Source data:
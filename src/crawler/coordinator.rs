//! Crawler coordinator - main run orchestration logic
//!
//! A run goes through three phases:
//! - Probe: every enabled target is fetched once to read its last page; the
//!   probes run concurrently and any failure aborts the run
//! - Crawl: page jobs are fanned out over the scheduler while the aggregator
//!   drains the record stream
//! - Publish: the candidate set is partitioned, deduplicated and written

use crate::aggregate::ResultAggregator;
use crate::config::Config;
use crate::crawler::fetcher::{HttpFetcher, PageFetcher};
use crate::crawler::parser::{HtmlRowExtractor, PagerExtractor, RowExtractor};
use crate::crawler::scheduler::{panic_message, CrawlHandle, CrawlScheduler, SchedulerConfig};
use crate::crawler::target::{CrawlTarget, PageJob, ResolvedTarget};
use crate::dedupe::dedupe_with_report;
use crate::output::{write_lines, OutputFiles, RunSummary, TargetSummary};
use crate::{BlockedError, Result};
use futures::FutureExt;
use std::panic::AssertUnwindSafe;
use std::sync::Arc;
use tokio::task::JoinSet;

/// Main run coordinator structure
pub struct Coordinator {
    config: Arc<Config>,
    config_hash: Option<String>,
    fetcher: Arc<dyn PageFetcher>,
    extractor: Arc<dyn RowExtractor>,
    pager: Arc<PagerExtractor>,
    aggregator: ResultAggregator,
}

impl Coordinator {
    /// Creates a coordinator fetching over HTTP
    ///
    /// # Returns
    ///
    /// * `Ok(Coordinator)` - Selectors, patterns and the HTTP client are ready
    /// * `Err(BlockedError)` - A selector or pattern does not compile, or the
    ///   client cannot be built
    pub fn new(config: Config) -> Result<Self> {
        let fetcher = HttpFetcher::from_config(&config.crawler)?;
        Self::with_fetcher(config, Arc::new(fetcher))
    }

    /// Creates a coordinator with a caller-supplied fetcher
    pub fn with_fetcher(config: Config, fetcher: Arc<dyn PageFetcher>) -> Result<Self> {
        let extractor = HtmlRowExtractor::new(&config.rows)?;
        let pager = PagerExtractor::new(&config.pager)?;
        let aggregator = ResultAggregator::from_config(&config.filter)?;

        Ok(Self {
            config: Arc::new(config),
            config_hash: None,
            fetcher,
            extractor: Arc::new(extractor),
            pager: Arc::new(pager),
            aggregator,
        })
    }

    /// Attaches the configuration hash reported in the run summary
    pub fn with_config_hash(mut self, hash: impl Into<String>) -> Self {
        self.config_hash = Some(hash.into());
        self
    }

    /// Probes every enabled target and fixes its page range
    ///
    /// Targets are returned in configuration order. The first failing target
    /// (in that order) aborts the whole phase.
    pub async fn resolve_targets(&self) -> Result<Vec<ResolvedTarget>> {
        let mut probes = JoinSet::new();
        let mut expected = 0;

        for (index, target) in CrawlTarget::from_config(&self.config)
            .into_iter()
            .enumerate()
        {
            if !target.enabled {
                tracing::info!("Skipping disabled target '{}'", target.name);
                continue;
            }

            let fetcher = Arc::clone(&self.fetcher);
            let pager = Arc::clone(&self.pager);
            let name = target.name.clone();
            probes.spawn(async move {
                let result = AssertUnwindSafe(probe(target, fetcher, pager))
                    .catch_unwind()
                    .await
                    .unwrap_or_else(|payload| {
                        Err(BlockedError::Probe {
                            target: name,
                            reason: format!("task panicked: {}", panic_message(payload.as_ref())),
                        })
                    });
                (index, result)
            });
            expected += 1;
        }

        let mut results = Vec::with_capacity(expected);
        while let Some(joined) = probes.join_next().await {
            results.push(joined?);
        }
        results.sort_by_key(|(index, _)| *index);

        results.into_iter().map(|(_, result)| result).collect()
    }

    /// Expands resolved targets into page jobs, target by target
    pub fn plan_jobs(&self, targets: &[ResolvedTarget]) -> Result<Vec<PageJob>> {
        let mut jobs = Vec::with_capacity(targets.iter().map(ResolvedTarget::page_count).sum());
        for target in targets {
            jobs.extend(target.jobs()?);
        }
        Ok(jobs)
    }

    /// Runs the full pipeline
    ///
    /// Pre-crawl failures (probe, page range, output files) abort the run.
    /// Failing pages do not: they are dropped and counted in the summary.
    pub async fn run(&self) -> Result<RunSummary> {
        let mut summary = RunSummary::start(self.config_hash.clone());

        let targets = self.resolve_targets().await?;
        summary.targets = targets.iter().map(target_summary).collect();

        let jobs = self.plan_jobs(&targets)?;
        summary.jobs_total = jobs.len();

        let mut files = OutputFiles::create(&self.config.output)?;

        let scheduler = CrawlScheduler::new(SchedulerConfig::from_crawler_config(
            &self.config.crawler,
        ));
        tracing::info!(
            "Scheduling {} pages over {} targets (concurrency {}, {} attempts per page)",
            jobs.len(),
            targets.len(),
            scheduler.config().max_concurrency,
            scheduler.config().max_retries
        );

        let CrawlHandle {
            records,
            completion,
            ..
        } = scheduler.run(
            jobs,
            Arc::clone(&self.fetcher),
            Arc::clone(&self.extractor),
        );

        let (candidates, stats) = self.aggregator.aggregate(records, &mut files.raw).await?;
        let report = completion.await?;

        for failure in &report.failures {
            if let Err(reason) = &failure.result {
                tracing::debug!(
                    "Page {} of '{}' dropped: {}",
                    failure.job.page,
                    failure.job.target,
                    reason
                );
            }
        }

        let partition = self.aggregator.partition(&candidates);
        let deduped = dedupe_with_report(&partition.domains);

        let domains = write_lines(&mut files.domains, &deduped.kept)?;
        let ips = write_lines(&mut files.ips, &partition.ips)?;

        summary.jobs_succeeded = report.succeeded;
        summary.jobs_failed = report.failures.len();
        summary.records = stats.received;
        summary.candidates = candidates.len();
        summary.redundant = deduped.redundant.len();
        summary.rejected = deduped.rejected.len();
        summary.domains = domains;
        summary.ips = ips;
        summary.finish();
        summary.log();

        Ok(summary)
    }
}

/// Runs a complete crawl with the HTTP fetcher
///
/// This is the main entry point for a run. It will:
/// 1. Probe every enabled target for its last page
/// 2. Open the output files
/// 3. Crawl all pages with bounded concurrency
/// 4. Aggregate, partition and deduplicate the results
/// 5. Write the domain and IP lists
pub async fn run_crawl(config: Config, config_hash: Option<String>) -> Result<RunSummary> {
    let mut coordinator = Coordinator::new(config)?;
    if let Some(hash) = config_hash {
        coordinator = coordinator.with_config_hash(hash);
    }
    coordinator.run().await
}

/// Reads a target's last page and resolves its range
async fn probe(
    target: CrawlTarget,
    fetcher: Arc<dyn PageFetcher>,
    pager: Arc<PagerExtractor>,
) -> Result<ResolvedTarget> {
    let url = target.probe_url()?;
    tracing::debug!("Probing '{}' at {}", target.name, url);

    let body = fetcher
        .fetch(&url, &target.referer)
        .await
        .map_err(|e| BlockedError::Probe {
            target: target.name.clone(),
            reason: e.to_string(),
        })?;

    let max_page = pager.last_page(&body).ok_or_else(|| BlockedError::Probe {
        target: target.name.clone(),
        reason: format!("no last page link found at {}", url),
    })?;

    let resolved = target.resolve(max_page)?;
    tracing::info!(
        "'{}' has {} pages, crawling {}..={}",
        resolved.target.name,
        max_page + 1,
        resolved.pages.start(),
        resolved.pages.end()
    );

    Ok(resolved)
}

fn target_summary(resolved: &ResolvedTarget) -> TargetSummary {
    TargetSummary {
        name: resolved.target.name.clone(),
        from: *resolved.pages.start(),
        to: *resolved.pages.end(),
        max_page: resolved.max_page,
    }
}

> **Work request**
Above are the entries. Copy exactly the part that opens with the line containing "let jobs = self.plan_jobs(&targets)?;" and closes with the line containing "if let Err(reason)", and no more.

> **Task output**
        let jobs = self.plan_jobs(&targets)?;
        summary.jobs_total = jobs.len();

        let mut files = OutputFiles::create(&self.config.output)?;

        let scheduler = CrawlScheduler::new(SchedulerConfig::from_crawler_config(
            &self.config.crawler,
        ));
        tracing::info!(
            "Scheduling {} pages over {} targets (concurrency {}, {} attempts per page)",
            jobs.len(),
            targets.len(),
            scheduler.config().max_concurrency,
            scheduler.config().max_retries
        );

        let CrawlHandle {
            records,
            completion,
            ..
        } = scheduler.run(
            jobs,
            Arc::clone(&self.fetcher),
            Arc::clone(&self.extractor),
        );

        let (candidates, stats) = self.aggregator.aggregate(records, &mut files.raw).await?;
        let report = completion.await?;

        for failure in &report.failures {
            if let Err(reason) = &failure.result {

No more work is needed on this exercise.